Romeinse gevulde dadels
Het oudste kookboek dat bewaard is gebleven, is van een tijdgenoot van keizer Augustus, Marcus Gavius Apicius. Hij was een smulpaap en besteedde al zijn tijd en geld aan het bedenken en samenstellen van de meest geraffineerde gerechten.
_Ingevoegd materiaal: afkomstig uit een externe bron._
//! Paging decisions: where the deck settles when a drag ends.
//!
//! A released drag either snaps to a card edge or — inside an expanded card,
//! for slow drags only — leaves the offset alone so the user can read tall
//! content.  Fast flicks always page.  The companion overscroll check pulls
//! free-scrolled offsets back inside the current card's boundaries.

use crate::core::ledger::HeightLedger;
use crate::core::resolver::{resolve, CardWindow};

/// Release speed (rows/ms) above which a drag is a flick: no margin, no
/// free-scroll exemption.
pub const SNAP_VELOCITY: f64 = 1.0;

/// Fraction of the viewport a slow drag must travel past a boundary before
/// the deck pages instead of snapping back.
pub const SLOW_DRAG_MARGIN_RATIO: f64 = 0.25;

// ───────────────────────────────────────── decision ──────────

/// What a finished drag resolved to.
#[derive(Debug, Clone, Copy, PartialEq)]
pub struct PagingOutcome {
    /// The card now considered current.
    pub window: CardWindow,
    /// Snap destination, or `None` to leave the offset where the drag ended.
    pub target: Option<f64>,
}

/// Decide the post-drag settle point.
///
/// `prev_index` is the card that was current when the drag began.  Returns
/// `None` when there is nothing to page over (empty deck, unmeasured
/// viewport); refresh gating is the caller's business.
pub fn decide(
    ledger: &HeightLedger,
    viewport_h: f64,
    prev_index: usize,
    start_offset: f64,
    end_offset: f64,
    velocity: f64,
) -> Option<PagingOutcome> {
    if viewport_h <= 0.0 || ledger.is_empty() {
        return None;
    }
    let content_len = ledger.content_len();
    // Offsets outside the content entirely belong to whatever gesture put
    // them there (refresh pulls); paging keeps its hands off.
    if end_offset < 0.0 || end_offset > content_len {
        return None;
    }
    let dy = end_offset - start_offset;
    let scrolling_down = dy >= 0.0 || velocity >= 0.0;
    let margin = if velocity.abs() > SNAP_VELOCITY {
        0.0
    } else {
        viewport_h * SLOW_DRAG_MARGIN_RATIO
    };
    let window = resolve(ledger, viewport_h, end_offset, scrolling_down, margin);

    // A slow drag parked inside a taller-than-viewport card scrolls freely;
    // the margin widens the zone so a card edge does not grab the offset the
    // moment it peeks in.
    if margin > 0.0 && window.overflows(viewport_h) {
        let lo = window.top - margin;
        let hi = window.effective_bottom(viewport_h) + margin;
        if end_offset >= lo && end_offset <= hi {
            return Some(PagingOutcome {
                window,
                target: None,
            });
        }
    }

    // Same card: push toward the far edge in the travel direction.  New
    // card: land on its near edge.
    let raw = if window.index == prev_index {
        if scrolling_down {
            window.effective_bottom(viewport_h)
        } else {
            window.top
        }
    } else if scrolling_down {
        window.top
    } else {
        window.effective_bottom(viewport_h)
    };
    let max = (content_len - viewport_h).max(0.0);
    Some(PagingOutcome {
        window,
        target: Some(raw.clamp(0.0, max)),
    })
}

// ───────────────────────────────────────── overscroll ────────

/// Pull a free-scrolled offset back inside the current card.
///
/// Only meaningful while the current card is taller than the viewport —
/// collapsed cards are paging's business.  Returns the corrected offset, or
/// `None` when the offset already sits inside the card.
pub fn correct_overscroll(current: &CardWindow, viewport_h: f64, offset: f64) -> Option<f64> {
    if viewport_h <= 0.0 || !current.overflows(viewport_h) {
        return None;
    }
    let floor = current.effective_bottom(viewport_h);
    if offset > floor {
        return Some(floor);
    }
    if offset < current.top {
        return Some(current.top);
    }
    None
}

// ───────────────────────────────────────── tests ─────────────

#[cfg(test)]
mod tests {
    use super::*;

    fn ledger(heights: &[f64]) -> HeightLedger {
        let mut ledger = HeightLedger::with_rows(heights.len());
        for (i, &h) in heights.iter().enumerate() {
            ledger.record_height(i, h);
        }
        ledger
    }

    #[test]
    fn slow_drag_free_scrolls_inside_expanded_card() {
        let ledger = ledger(&[100.0, 300.0, 100.0]);
        let out = decide(&ledger, 100.0, 1, 100.0, 150.0, 0.1).unwrap();
        assert_eq!(out.window.index, 1);
        assert_eq!(out.target, None);
    }

    #[test]
    fn fast_flick_snaps_even_inside_expanded_card() {
        let ledger = ledger(&[100.0, 300.0, 100.0]);
        let out = decide(&ledger, 100.0, 1, 100.0, 150.0, 2.0).unwrap();
        assert_eq!(out.window.index, 1);
        assert_eq!(out.target, Some(300.0));
    }

    #[test]
    fn slow_drag_short_of_the_margin_snaps_back() {
        let ledger = ledger(&[100.0, 100.0]);
        let out = decide(&ledger, 100.0, 0, 0.0, 20.0, 0.2).unwrap();
        assert_eq!(out.window.index, 0);
        assert_eq!(out.target, Some(0.0));
    }

    #[test]
    fn slow_drag_past_the_margin_pages_forward() {
        let ledger = ledger(&[100.0, 100.0]);
        let out = decide(&ledger, 100.0, 0, 0.0, 30.0, 0.2).unwrap();
        assert_eq!(out.window.index, 1);
        assert_eq!(out.target, Some(100.0));
    }

    #[test]
    fn upward_release_lands_on_the_previous_cards_bottom() {
        let ledger = ledger(&[300.0, 100.0]);
        // Current card 1 at offset 300; a decisive pull up crosses into the
        // tall card 0, which should show its bottom, not its top.
        let out = decide(&ledger, 100.0, 1, 300.0, 250.0, -1.5).unwrap();
        assert_eq!(out.window.index, 0);
        assert_eq!(out.target, Some(200.0));
    }

    #[test]
    fn snap_target_is_clamped_to_the_scrollable_range() {
        let ledger = ledger(&[100.0, 100.0]);
        let out = decide(&ledger, 100.0, 1, 100.0, 180.0, 3.0).unwrap();
        assert_eq!(out.target, Some(100.0));
    }

    #[test]
    fn offsets_outside_the_content_are_not_paged() {
        let ledger = ledger(&[100.0, 100.0]);
        assert!(decide(&ledger, 100.0, 0, 50.0, -40.0, -2.0).is_none());
        assert!(decide(&ledger, 100.0, 1, 100.0, 250.0, 3.0).is_none());
    }

    #[test]
    fn nothing_to_decide_without_rows_or_viewport() {
        assert!(decide(&HeightLedger::with_rows(0), 100.0, 0, 0.0, 10.0, 0.5).is_none());
        let ledger = ledger(&[100.0]);
        assert!(decide(&ledger, 0.0, 0, 0.0, 10.0, 0.5).is_none());
    }

    #[test]
    fn overscroll_pulls_back_to_card_boundaries() {
        let win = CardWindow {
            index: 1,
            top: 100.0,
            bottom: 400.0,
        };
        assert_eq!(correct_overscroll(&win, 100.0, 320.0), Some(300.0));
        assert_eq!(correct_overscroll(&win, 100.0, 80.0), Some(100.0));
        assert_eq!(correct_overscroll(&win, 100.0, 200.0), None);
    }

    #[test]
    fn overscroll_ignores_collapsed_cards() {
        let win = CardWindow {
            index: 0,
            top: 0.0,
            bottom: 100.0,
        };
        assert_eq!(correct_overscroll(&win, 100.0, 500.0), None);
    }
}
Dit recept komt uit het kookboek van Apicius.
De Romeinen hielden erg van zoetigheid als nagerecht.
Ingrediënten:
dadels (hoeveel je wilt)
gepelde noten (bijvoorbeeld amandelen, walnoten of hazelnoten, fijngehakt)
peper naar smaak
honing naar smaak
Bereiden:
- Ontpit de dadels en vul ze met de noten.
- Doe een flinke scheut honing in de pan en laat deze warm worden.
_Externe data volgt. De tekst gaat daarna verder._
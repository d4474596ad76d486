//! Recommendation records: an event happening at a place.

use chrono::{Datelike, NaiveDateTime};

/// One recommendation as the deck renders it.
#[derive(Debug, Clone, PartialEq)]
pub struct Recommendation {
    /// Stable id, unique within the catalog.
    pub id: String,
    /// Event headline.
    pub event: String,
    /// Venue name.
    pub place: String,
    /// Event description; the collapsed card shows a truncated preview.
    pub blurb: String,
    pub labels: Vec<String>,
    pub starts: NaiveDateTime,
    pub ends: NaiveDateTime,
    /// Street address, single line.
    pub address: String,
    /// The venue's opening hours, free-form.
    pub hours: String,
}

impl Recommendation {
    /// True once the event has ended.
    pub fn is_over(&self, now: NaiveDateTime) -> bool {
        now >= self.ends
    }

    /// True while the event is running.
    pub fn is_happening(&self, now: NaiveDateTime) -> bool {
        now >= self.starts && now < self.ends
    }

    /// Human schedule line, e.g. `Today, 9:00pm – 1:00am`.
    pub fn schedule(&self, now: NaiveDateTime) -> String {
        let day = if self.starts.date() == now.date() {
            "Today".to_string()
        } else if self.starts.date() == now.date().succ_opt().unwrap_or(now.date()) {
            "Tomorrow".to_string()
        } else if self.starts.iso_week() == now.iso_week() {
            self.starts.format("%A").to_string()
        } else {
            self.starts.format("%A, %b %-d").to_string()
        };
        format!(
            "{day}, {} – {}",
            self.starts.format("%-I:%M%P"),
            self.ends.format("%-I:%M%P"),
        )
    }

    /// Label line, e.g. `jazz · nightlife · late`.
    pub fn label_line(&self) -> String {
        self.labels.join(" · ")
    }
}

// ───────────────────────────────────────── tests ─────────────

#[cfg(test)]
mod tests {
    use super::*;
    use chrono::NaiveDate;

    fn at(d: u32, h: u32, m: u32) -> NaiveDateTime {
        NaiveDate::from_ymd_opt(2016, 2, d)
            .unwrap()
            .and_hms_opt(h, m, 0)
            .unwrap()
    }

    fn rec(starts: NaiveDateTime, ends: NaiveDateTime) -> Recommendation {
        Recommendation {
            id: "jazz-night".into(),
            event: "Late Night Jazz".into(),
            place: "Green Mill".into(),
            blurb: String::new(),
            labels: vec!["jazz".into(), "nightlife".into()],
            starts,
            ends,
            address: String::new(),
            hours: String::new(),
        }
    }

    #[test]
    fn schedule_names_the_day_relative_to_now() {
        let now = at(17, 17, 30);
        assert_eq!(
            rec(at(17, 21, 0), at(18, 1, 0)).schedule(now),
            "Today, 9:00pm – 1:00am"
        );
        assert_eq!(
            rec(at(18, 19, 0), at(18, 22, 0)).schedule(now),
            "Tomorrow, 7:00pm – 10:00pm"
        );
        // Same ISO week: weekday name only (2016-02-17 is a Wednesday).
        assert_eq!(
            rec(at(20, 12, 0), at(20, 14, 0)).schedule(now),
            "Saturday, 12:00pm – 2:00pm"
        );
        assert_eq!(
            rec(at(27, 12, 0), at(27, 14, 0)).schedule(now),
            "Saturday, Feb 27, 12:00pm – 2:00pm"
        );
    }

    #[test]
    fn over_and_happening_follow_the_event_window() {
        let r = rec(at(17, 21, 0), at(18, 1, 0));
        assert!(!r.is_over(at(17, 17, 30)));
        assert!(!r.is_happening(at(17, 17, 30)));
        assert!(r.is_happening(at(17, 22, 0)));
        assert!(r.is_over(at(18, 1, 0)));
        assert!(!r.is_happening(at(18, 1, 0)));
    }
}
- Leg de dadels in de honing en bestrooi ze met peper.
- De dadels moeten even bakken.
- Let erop dat de honing niet verbrandt! Het is belangrijk dat er veel honing in de pan zit en dat deze rustig pruttelt, dan kun je er steeds nieuwe dadels inleggen.
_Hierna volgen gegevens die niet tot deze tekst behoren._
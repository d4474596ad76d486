//! UI / rendering layer — everything that touches Ratatui widgets.
//!
//! This layer takes the *core* data structures and turns them into cells on
//! the terminal.  No store I/O happens here.

pub mod animate;
pub mod deck_widget;
pub mod layout;
pub mod popup;
pub mod saved;
pub mod spinner;
pub mod theme;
- Haal de dadels die klaar zijn, voorzichtig uit de pan en laat ze afkoelen.
Van huis uit waren de Romeinen een hard werkend, sober levend volk. Brij of grof brood, olijven, verse geiten -of schapenkaas, vijgen, groenten, peulvruchten en af en toe een visje is eeuwenlang de basis van de Romeinse keuken geweest. Ook de rijke Romeinen aten eenvoudige boerenkost. ’s Morgens een eenvoudig ontbijt van brood met honing of wat geitenkaas, ’s middags brood met eieren en koud vlees, overgebleven van de vorige dag, met wat groente en fruit. En ’s avonds de hoofdmaaltijd, meestal een stoofschotel of soep van tarwe, gerst, bonen of linzen. In rijke families bestond de hoofdmaaltijd uit voorgerechtjes, zoals schelpdiertjes, worst, olijven en een salade. Als hoofdgerecht vlees en groenten met bonen, brij of brood, en als dessert gebak en fruit.
Voor de Romeinen die het zich konden veroorloven kwamen er in de tweede eeuw v. Chr. grote veranderingen in dit sobere leven. Rome veroverde het oosten en de Romeinen maakten kennis met een verfijnde keukencultuur van ingewikkelde schotels van vlees met vruchten, gecompliceerde sauzen en geheimzinnige specerijen.
Koken was voor de meeste stedelingen een luxe. Vanwege het brandgevaar in hun houten woonvertrekken kookten de armen niet, maar kochten ze hun maaltijden bij stalletjes in de straat. Rijke Romeinen hadden hun eigen keuken en slaven die voor hen kookten.